Afora desastres, taxa básica da economia não cai mais e deve ficar estável até 2021

- Vinicius Torres Freire Jornalista, foi secretário de Redação da Folha. É mestre em administra­ção pública pela Universida­de Harvard (EUA)

A taxa média de juros para quem quer comprar casa ou carro, poucos, não caiu durante a epidemia e, na verdade, mal se mexe desde o final do ano passado, para tratar de duas taxas importante­s para a economia e para o consumidor.

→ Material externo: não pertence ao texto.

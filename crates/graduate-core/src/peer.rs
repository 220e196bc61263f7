//! Remote side of the barrier.
//!
//! Directives arrive as `graduate remote <verb>` over ssh and overwrite a
//! single status file. A unit's receive hook runs `graduate remote wait
//! <unit>`, which prints the sentinel and then waits for that unit's
//! decision.
//!
//! Per-unit decisions are also kept as marker files in `<status>.d/`,
//! cleared by `clean`. Waiters watch their own marker, so back-to-back
//! `continue` directives for different units cannot overwrite each other
//! before a waiter has seen its own.

use std::io::Write;
use std::path::{Path, PathBuf};
use std::time::{Duration, Instant};

use crate::directive::{Directive, StatusToken};
use crate::error::{GraduateError, Result};
use crate::io;

pub const DEFAULT_POLL_INTERVAL: Duration = Duration::from_millis(100);

const CONTINUE_MARK: &str = "continue";
const ABORT_MARK: &str = "abort";

/// How a barrier wait ended.
#[derive(Debug, Clone, Copy, PartialEq, Eq)]
pub enum Release {
    Continue,
    Abort,
    TimedOut,
}

impl Release {
    pub fn is_continue(&self) -> bool {
        matches!(self, Release::Continue)
    }
}

fn decisions_dir(status_file: &Path) -> PathBuf {
    let mut name = status_file
        .file_name()
        .map(|n| n.to_os_string())
        .unwrap_or_default();
    name.push(".d");
    status_file.with_file_name(name)
}

fn decision_path(status_file: &Path, unit: &str) -> Result<PathBuf> {
    if unit.is_empty() || unit.starts_with('.') || unit.contains(['/', '\\']) {
        return Err(GraduateError::InvalidUnitName(unit.to_string()));
    }
    Ok(decisions_dir(status_file).join(unit))
}

/// Apply a directive: overwrite the status record with its token and, for
/// per-unit directives, record the unit's decision.
pub fn apply(status_file: &Path, directive: &Directive) -> Result<StatusToken> {
    match directive {
        Directive::Clean => {
            let dir = decisions_dir(status_file);
            if dir.exists() {
                std::fs::remove_dir_all(&dir)?;
            }
        }
        Directive::Continue(unit) => {
            io::atomic_write(&decision_path(status_file, unit)?, CONTINUE_MARK.as_bytes())?
        }
        Directive::Abort(unit) => {
            io::atomic_write(&decision_path(status_file, unit)?, ABORT_MARK.as_bytes())?
        }
        Directive::Start | Directive::Finish => {}
    }

    let token = directive.status_token();
    io::atomic_write(status_file, format!("{token}\n").as_bytes())?;
    tracing::debug!(%token, "status updated");
    Ok(token)
}

/// Current status token, or `None` if no directive has been applied yet.
pub fn read_status(status_file: &Path) -> Result<Option<StatusToken>> {
    if !status_file.exists() {
        return Ok(None);
    }
    let content = std::fs::read_to_string(status_file)?;
    if content.trim().is_empty() {
        return Ok(None);
    }
    content.parse().map(Some)
}

fn read_decision(status_file: &Path, unit: &str) -> Result<Option<Release>> {
    let path = decision_path(status_file, unit)?;
    if !path.exists() {
        return Ok(None);
    }
    Ok(match std::fs::read_to_string(&path)?.trim() {
        CONTINUE_MARK => Some(Release::Continue),
        ABORT_MARK => Some(Release::Abort),
        _ => None,
    })
}

/// Announce the barrier with `sentinel` on stdout, then wait for this
/// unit's decision. An invalid unit name fails before anything is printed.
pub async fn wait_for_release(
    status_file: &Path,
    unit: &str,
    sentinel: &str,
    poll: Duration,
    timeout: Duration,
) -> Result<Release> {
    decision_path(status_file, unit)?;

    {
        let mut stdout = std::io::stdout().lock();
        writeln!(stdout, "{sentinel}")?;
        stdout.flush()?;
    }

    let deadline = Instant::now() + timeout;
    loop {
        match read_decision(status_file, unit) {
            Ok(Some(release)) => return Ok(release),
            Ok(None) => {}
            Err(e) => tracing::warn!(%unit, "unreadable decision record: {e}"),
        }
        if Instant::now() >= deadline {
            return Ok(Release::TimedOut);
        }
        tokio::time::sleep(poll).await;
    }
}

#[cfg(test)]
mod tests {
    use super::*;
    use tempfile::TempDir;

    async fn wait(status: &Path, unit: &str, timeout: Duration) -> Release {
        wait_for_release(
            status,
            unit,
            "SENTINEL",
            Duration::from_millis(10),
            timeout,
        )
        .await
        .unwrap()
    }

    #[test]
    fn apply_overwrites_previous_token() {
        let dir = TempDir::new().unwrap();
        let status = dir.path().join(".graduate/status");
        apply(&status, &Directive::Clean).unwrap();
        apply(&status, &Directive::Start).unwrap();
        assert_eq!(read_status(&status).unwrap(), Some(StatusToken::Deploying));
        apply(&status, &Directive::Continue("web".into())).unwrap();
        assert_eq!(std::fs::read_to_string(&status).unwrap(), "web:continue\n");
    }

    #[test]
    fn missing_status_reads_as_none() {
        let dir = TempDir::new().unwrap();
        assert_eq!(read_status(&dir.path().join("status")).unwrap(), None);
    }

    #[test]
    fn decisions_live_next_to_status_file() {
        assert_eq!(
            decisions_dir(Path::new("/home/deploy/.graduate/status")),
            PathBuf::from("/home/deploy/.graduate/status.d")
        );
    }

    #[test]
    fn clean_forgets_previous_decisions() {
        let dir = TempDir::new().unwrap();
        let status = dir.path().join("status");
        apply(&status, &Directive::Continue("web".into())).unwrap();
        assert_eq!(
            read_decision(&status, "web").unwrap(),
            Some(Release::Continue)
        );
        apply(&status, &Directive::Clean).unwrap();
        assert_eq!(read_decision(&status, "web").unwrap(), None);
        assert_eq!(read_status(&status).unwrap(), Some(StatusToken::Cleaning));
    }

    #[test]
    fn unit_names_cannot_escape_decision_dir() {
        let dir = TempDir::new().unwrap();
        let status = dir.path().join("status");
        for unit in ["../status", ".hidden", ""] {
            assert!(matches!(
                apply(&status, &Directive::Continue(unit.into())),
                Err(GraduateError::InvalidUnitName(_))
            ));
        }
        assert!(!status.exists());
    }

    #[tokio::test]
    async fn wait_rejects_invalid_unit_name() {
        let dir = TempDir::new().unwrap();
        let result = wait_for_release(
            &dir.path().join("status"),
            "../web",
            "SENTINEL",
            Duration::from_millis(10),
            Duration::from_secs(5),
        )
        .await;
        assert!(matches!(result, Err(GraduateError::InvalidUnitName(_))));
    }

    #[tokio::test]
    async fn wait_releases_on_own_continue() {
        let dir = TempDir::new().unwrap();
        let status = dir.path().join("status");
        apply(&status, &Directive::Start).unwrap();

        let writer_status = status.clone();
        let writer = tokio::spawn(async move {
            tokio::time::sleep(Duration::from_millis(50)).await;
            apply(&writer_status, &Directive::Continue("web".into())).unwrap();
        });

        let release = wait(&status, "web", Duration::from_secs(5)).await;
        writer.await.unwrap();
        assert_eq!(release, Release::Continue);
    }

    #[tokio::test]
    async fn later_directive_does_not_hide_earlier_one() {
        let dir = TempDir::new().unwrap();
        let status = dir.path().join("status");
        apply(&status, &Directive::Continue("worker".into())).unwrap();
        apply(&status, &Directive::Continue("web".into())).unwrap();
        assert_eq!(
            wait(&status, "worker", Duration::from_secs(5)).await,
            Release::Continue
        );
        assert_eq!(
            wait(&status, "web", Duration::from_secs(5)).await,
            Release::Continue
        );
    }

    #[tokio::test]
    async fn wait_releases_on_own_abort() {
        let dir = TempDir::new().unwrap();
        let status = dir.path().join("status");
        apply(&status, &Directive::Abort("web".into())).unwrap();
        let release = wait(&status, "web", Duration::from_secs(5)).await;
        assert_eq!(release, Release::Abort);
        assert!(!release.is_continue());
    }

    #[tokio::test]
    async fn wait_times_out_without_own_decision() {
        let dir = TempDir::new().unwrap();
        let status = dir.path().join("status");
        apply(&status, &Directive::Continue("other".into())).unwrap();
        assert_eq!(
            wait(&status, "web", Duration::from_millis(50)).await,
            Release::TimedOut
        );
    }
}
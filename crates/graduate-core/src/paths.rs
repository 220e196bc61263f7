use crate::error::{GraduateError, Result};
use regex::Regex;
use std::path::{Path, PathBuf};
use std::sync::OnceLock;

// ---------------------------------------------------------------------------
// Directory constants
// ---------------------------------------------------------------------------

pub const GRADUATE_DIR: &str = ".graduate";
pub const HOOKS_DIR: &str = ".graduate/hooks";

pub const CONFIG_FILE: &str = ".graduate/config.yaml";
pub const ENVIRONMENTS_FILE: &str = ".graduate/environments";

/// Remote-side status record, relative to the peer's home directory.
pub const REMOTE_STATUS_FILE: &str = ".graduate/status";

// ---------------------------------------------------------------------------
// Path helpers
// ---------------------------------------------------------------------------

pub fn config_path(root: &Path) -> PathBuf {
    root.join(CONFIG_FILE)
}

pub fn environments_path(root: &Path) -> PathBuf {
    root.join(ENVIRONMENTS_FILE)
}

pub fn hook_path(root: &Path, phase_file: &str) -> PathBuf {
    root.join(HOOKS_DIR).join(phase_file)
}

pub fn default_status_file() -> Result<PathBuf> {
    let home = home::home_dir().ok_or(GraduateError::HomeNotFound)?;
    Ok(home.join(REMOTE_STATUS_FILE))
}

// ---------------------------------------------------------------------------
// Name validation
// ---------------------------------------------------------------------------

static NAME_RE: OnceLock<Regex> = OnceLock::new();

fn name_re() -> &'static Regex {
    NAME_RE.get_or_init(|| Regex::new(r"^[a-z0-9][a-z0-9_\-]*$").unwrap())
}

/// Environment names double as tag prefixes (`<env>/<timestamp>`), so they
/// are kept to a ref-safe alphabet.
pub fn validate_name(name: &str) -> Result<()> {
    if name.is_empty() || name.len() > 64 || !name_re().is_match(name) {
        return Err(GraduateError::InvalidName(name.to_string()));
    }
    Ok(())
}
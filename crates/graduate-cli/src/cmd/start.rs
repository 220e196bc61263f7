use crate::output::{print_json, print_table};
use anyhow::{bail, Context};
use graduate_core::config::Config;
use graduate_core::coordinator::{
    Coordinator, Decision, GraduationReport, GraduationRun, UnitOutcome,
};
use graduate_core::environment;
use graduate_core::history::{self, Changeset, History};
use graduate_core::hook_runner::ShellHookRunner;
use graduate_core::push::GitPushChannel;
use graduate_core::remote::SshRemote;
use graduate_core::units;
use std::path::Path;

pub fn run(root: &Path, env_name: &str, force: bool, json: bool) -> anyhow::Result<()> {
    let config = Config::load(root).context("failed to load .graduate/config.yaml")?;
    let env = environment::lookup(root, env_name)?;
    let units = units::discover(root, &config.apps_dir)?;

    let history = History::new(root, &config.git)?;
    history.ensure_clean()?;
    let changes = history::changeset(&history, &env.name)?;
    if changes.is_empty() && !force {
        if json {
            print_json(&serde_json::json!({
                "environment": env.name,
                "decision": "nothing_to_graduate",
            }))?;
        } else {
            println!("Nothing to graduate to '{}'.", env.name);
        }
        return Ok(());
    }
    if !json {
        print_changes(&env.name, &changes);
    }

    let graduation = GraduationRun::new(env.clone(), units)?;
    let mut coordinator = Coordinator::new(
        SshRemote::new(&config.ssh, &config.remote_command),
        GitPushChannel::new(&config),
        ShellHookRunner::new(root, &config.shell),
    )
    .with_drain_timeout(config.drain_timeout());

    let rt = tokio::runtime::Runtime::new()?;
    let report = rt.block_on(coordinator.run(graduation))?;

    let tag = if report.committed() {
        Some(history.record_graduation(&env.name)?)
    } else {
        None
    };

    if json {
        print_json(&serde_json::json!({ "report": report, "tag": tag }))?;
    } else {
        print_report(&report);
    }

    if let Decision::Aborted { reason } = &report.decision {
        bail!("graduation to '{}' aborted: {reason}", env.name);
    }
    if let (Some(tag), false) = (&tag, json) {
        println!("Graduated to '{}' ({tag}).", env.name);
    }
    Ok(())
}

fn print_changes(env: &str, changes: &Changeset) {
    match changes {
        Changeset::FirstGraduation => println!("First graduation to '{env}'."),
        Changeset::Since { tag, commits } if commits.is_empty() => {
            println!("No changes since {tag}; graduating anyway.")
        }
        Changeset::Since { tag, commits } => {
            println!("{} change(s) since {tag}:", commits.len());
            for commit in commits {
                println!("  {commit}");
            }
        }
    }
}

fn print_report(report: &GraduationReport) {
    let rows = report
        .units
        .iter()
        .map(|u| {
            let outcome = match &u.outcome {
                UnitOutcome::Skipped => "skipped".to_string(),
                UnitOutcome::UpToDate => "up to date".to_string(),
                UnitOutcome::Deployed => "deployed".to_string(),
                UnitOutcome::Failed(reason) => format!("failed: {reason}"),
            };
            let release = match (&u.release, u.release_delivered) {
                (Some(verb), Some(false)) => format!("{verb} (undelivered)"),
                (Some(verb), _) => verb.clone(),
                (None, _) => "-".to_string(),
            };
            let exit = u
                .transfer_exit
                .map(|c| c.to_string())
                .unwrap_or_else(|| "-".to_string());
            vec![u.name.clone(), outcome, release, exit]
        })
        .collect();
    print_table(&["UNIT", "OUTCOME", "RELEASE", "EXIT"], rows);
}
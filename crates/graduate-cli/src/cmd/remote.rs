use crate::output::print_json;
use anyhow::bail;
use clap::{Args, Subcommand};
use graduate_core::config::DEFAULT_SENTINEL;
use graduate_core::directive::Directive;
use graduate_core::paths;
use graduate_core::peer::{self, Release};
use std::path::PathBuf;
use std::time::Duration;

#[derive(Args)]
pub struct RemoteArgs {
    /// Status record (default: ~/.graduate/status)
    #[arg(long, env = "GRADUATE_STATUS_FILE")]
    status_file: Option<PathBuf>,
}

#[derive(Subcommand)]
pub enum RemoteSubcommand {
    /// Reset state left over from a previous graduation
    Clean,
    /// Mark a graduation as in progress
    Start,
    /// Mark the graduation as finished
    Finish,
    /// Release a unit parked at its barrier
    ContinueUnit {
        unit: String,
    },
    /// Reject a unit parked at its barrier
    AbortUnit {
        unit: String,
    },
    /// Print the current status token
    Status,
    /// Park at the barrier until this unit is released (run from a receive hook)
    Wait {
        unit: String,

        /// Line announcing the barrier to the pushing side
        #[arg(long, env = "GRADUATE_SENTINEL", default_value = DEFAULT_SENTINEL)]
        sentinel: String,

        /// Give up after this many seconds
        #[arg(long, env = "GRADUATE_WAIT_TIMEOUT_SECS", default_value_t = 3600)]
        timeout_secs: u64,
    },
}

pub fn run(args: RemoteArgs, subcmd: RemoteSubcommand, json: bool) -> anyhow::Result<()> {
    let status_file = match args.status_file {
        Some(p) => p,
        None => paths::default_status_file()?,
    };

    let directive = match subcmd {
        RemoteSubcommand::Clean => Directive::Clean,
        RemoteSubcommand::Start => Directive::Start,
        RemoteSubcommand::Finish => Directive::Finish,
        RemoteSubcommand::ContinueUnit { unit } => Directive::Continue(unit),
        RemoteSubcommand::AbortUnit { unit } => Directive::Abort(unit),
        RemoteSubcommand::Status => {
            let token = peer::read_status(&status_file)?;
            if json {
                print_json(&serde_json::json!({ "status": token.map(|t| t.to_string()) }))?;
            } else {
                match token {
                    Some(t) => println!("{t}"),
                    None => println!("no status"),
                }
            }
            return Ok(());
        }
        RemoteSubcommand::Wait {
            unit,
            sentinel,
            timeout_secs,
        } => return wait(status_file, &unit, &sentinel, timeout_secs),
    };

    let token = peer::apply(&status_file, &directive)?;
    tracing::debug!(%directive, %token, "directive applied");
    if json {
        print_json(&serde_json::json!({ "status": token.to_string() }))?;
    }
    Ok(())
}

fn wait(status_file: PathBuf, unit: &str, sentinel: &str, timeout_secs: u64) -> anyhow::Result<()> {
    let rt = tokio::runtime::Builder::new_current_thread()
        .enable_time()
        .build()?;
    let release = rt.block_on(peer::wait_for_release(
        &status_file,
        unit,
        sentinel,
        peer::DEFAULT_POLL_INTERVAL,
        Duration::from_secs(timeout_secs),
    ))?;

    match release {
        Release::Continue => {
            tracing::info!(%unit, "released");
            Ok(())
        }
        Release::Abort => bail!("graduation of '{unit}' aborted"),
        Release::TimedOut => bail!("gave up waiting for '{unit}' after {timeout_secs}s"),
    }
}
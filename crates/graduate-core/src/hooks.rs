//! Pre/post hook lists: `.graduate/hooks/{pre,post}`, one shell command per
//! line. Entries are appended and removed by 1-based position.

use crate::error::{GraduateError, Result};
use crate::io;
use crate::paths;
use serde::Serialize;
use std::path::{Path, PathBuf};

/// Statement terminators a stored command may already end with.
const TERMINATORS: [&str; 3] = [";", "&&", "||"];

#[derive(Debug, Clone, Copy, PartialEq, Eq, Serialize)]
#[serde(rename_all = "snake_case")]
pub enum HookPhase {
    Pre,
    Post,
}

impl HookPhase {
    pub fn as_str(&self) -> &'static str {
        match self {
            HookPhase::Pre => "pre",
            HookPhase::Post => "post",
        }
    }

    pub fn path(&self, root: &Path) -> PathBuf {
        paths::hook_path(root, self.as_str())
    }
}

impl std::fmt::Display for HookPhase {
    fn fmt(&self, f: &mut std::fmt::Formatter<'_>) -> std::fmt::Result {
        f.write_str(self.as_str())
    }
}

impl std::str::FromStr for HookPhase {
    type Err = String;
    fn from_str(s: &str) -> std::result::Result<Self, Self::Err> {
        match s.to_ascii_lowercase().as_str() {
            "pre" => Ok(HookPhase::Pre),
            "post" => Ok(HookPhase::Post),
            other => Err(format!("unknown hook phase '{other}' (expected pre or post)")),
        }
    }
}

#[derive(Debug, Clone, PartialEq, Eq, Serialize)]
pub struct Hook {
    /// 1-based position in the list.
    pub index: usize,
    pub command: String,
}

pub(crate) fn ends_with_terminator(command: &str) -> bool {
    let trimmed = command.trim_end();
    TERMINATORS.iter().any(|t| trimmed.ends_with(t))
}

pub fn list(root: &Path, phase: HookPhase) -> Result<Vec<Hook>> {
    Ok(commands(root, phase)?
        .into_iter()
        .enumerate()
        .map(|(i, command)| Hook {
            index: i + 1,
            command,
        })
        .collect())
}

/// Raw stored commands in order.
pub fn commands(root: &Path, phase: HookPhase) -> Result<Vec<String>> {
    io::read_lines(&phase.path(root))
}

/// Append a command and return its 1-based index. A `;` is added unless the
/// command already ends with a terminator.
pub fn add(root: &Path, phase: HookPhase, command: &str) -> Result<usize> {
    let command = command.trim();
    if command.is_empty() {
        return Err(GraduateError::EmptyHook);
    }
    if command.contains(['\n', '\r']) {
        return Err(GraduateError::MultilineHook);
    }
    let stored = if ends_with_terminator(command) {
        command.to_string()
    } else {
        format!("{command};")
    };
    io::append_line(&phase.path(root), &stored)?;
    Ok(commands(root, phase)?.len())
}

pub fn remove(root: &Path, phase: HookPhase, index: usize) -> Result<String> {
    let mut cmds = commands(root, phase)?;
    if index == 0 || index > cmds.len() {
        return Err(GraduateError::HookIndexOutOfRange {
            phase,
            index,
            len: cmds.len(),
        });
    }
    let removed = cmds.remove(index - 1);
    io::write_lines(&phase.path(root), &cmds)?;
    Ok(removed)
}

#[cfg(test)]
mod tests {
    use super::*;
    use tempfile::TempDir;

    #[test]
    fn phase_parses_case_insensitively() {
        assert_eq!("PRE".parse::<HookPhase>().unwrap(), HookPhase::Pre);
        assert_eq!("post".parse::<HookPhase>().unwrap(), HookPhase::Post);
        assert!("during".parse::<HookPhase>().is_err());
    }

    #[test]
    fn add_appends_terminator() {
        let dir = TempDir::new().unwrap();
        add(dir.path(), HookPhase::Pre, "make test").unwrap();
        add(dir.path(), HookPhase::Pre, "make lint &&").unwrap();
        add(dir.path(), HookPhase::Pre, "echo done;").unwrap();
        assert_eq!(
            commands(dir.path(), HookPhase::Pre).unwrap(),
            vec!["make test;", "make lint &&", "echo done;"]
        );
    }

    #[test]
    fn add_returns_stable_one_based_index() {
        let dir = TempDir::new().unwrap();
        assert_eq!(add(dir.path(), HookPhase::Post, "a").unwrap(), 1);
        assert_eq!(add(dir.path(), HookPhase::Post, "b").unwrap(), 2);
        let hooks = list(dir.path(), HookPhase::Post).unwrap();
        assert_eq!(hooks[1].index, 2);
        assert_eq!(hooks[1].command, "b;");
    }

    #[test]
    fn add_empty_fails() {
        let dir = TempDir::new().unwrap();
        assert!(matches!(
            add(dir.path(), HookPhase::Pre, "   "),
            Err(GraduateError::EmptyHook)
        ));
    }

    #[test]
    fn add_rejects_embedded_line_breaks() {
        let dir = TempDir::new().unwrap();
        add(dir.path(), HookPhase::Pre, "make test").unwrap();
        for command in ["echo a\necho b", "echo a\r\necho b"] {
            assert!(matches!(
                add(dir.path(), HookPhase::Pre, command),
                Err(GraduateError::MultilineHook)
            ));
        }
        assert_eq!(
            commands(dir.path(), HookPhase::Pre).unwrap(),
            vec!["make test;"]
        );
    }

    #[test]
    fn phases_are_independent() {
        let dir = TempDir::new().unwrap();
        add(dir.path(), HookPhase::Pre, "pre-only").unwrap();
        assert!(list(dir.path(), HookPhase::Post).unwrap().is_empty());
    }

    #[test]
    fn remove_renumbers_contiguously() {
        let dir = TempDir::new().unwrap();
        for c in ["one", "two", "three"] {
            add(dir.path(), HookPhase::Pre, c).unwrap();
        }
        let removed = remove(dir.path(), HookPhase::Pre, 2).unwrap();
        assert_eq!(removed, "two;");
        let hooks = list(dir.path(), HookPhase::Pre).unwrap();
        assert_eq!(
            hooks,
            vec![
                Hook {
                    index: 1,
                    command: "one;".into()
                },
                Hook {
                    index: 2,
                    command: "three;".into()
                },
            ]
        );
    }

    #[test]
    fn remove_out_of_range_fails() {
        let dir = TempDir::new().unwrap();
        add(dir.path(), HookPhase::Pre, "one").unwrap();
        assert!(matches!(
            remove(dir.path(), HookPhase::Pre, 0),
            Err(GraduateError::HookIndexOutOfRange { index: 0, .. })
        ));
        assert!(matches!(
            remove(dir.path(), HookPhase::Pre, 2),
            Err(GraduateError::HookIndexOutOfRange { len: 1, .. })
        ));
    }
}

São também as taxas menos salgadas nos bancos, perto de 7% ao ano para imóveis e de 19% ao ano para carros, segundo as estatístic­as do Banco Central.

Logo, para variar, quem vai ligar para a fato de a Selic ter baixado de 2,25% para 2% ao ano, como decidiu nesta quarta-feira (5) a diretoria do Banco Central? Afora o povo da finança e economista­s, praticamen­te ninguém (ainda menos agora, pois o BC praticamen­te disse que a Selic deve ficar no nível em que está a perder de vista).

Dadas as expectativ­as de inflação (e, pois, de juros) e o nível já baixo da Selic, qualquer redução adicional, minúscula, também não deve fazer efeito relevante nas taxas de juros bancários e no custo do dinheiro no mercado de capitais.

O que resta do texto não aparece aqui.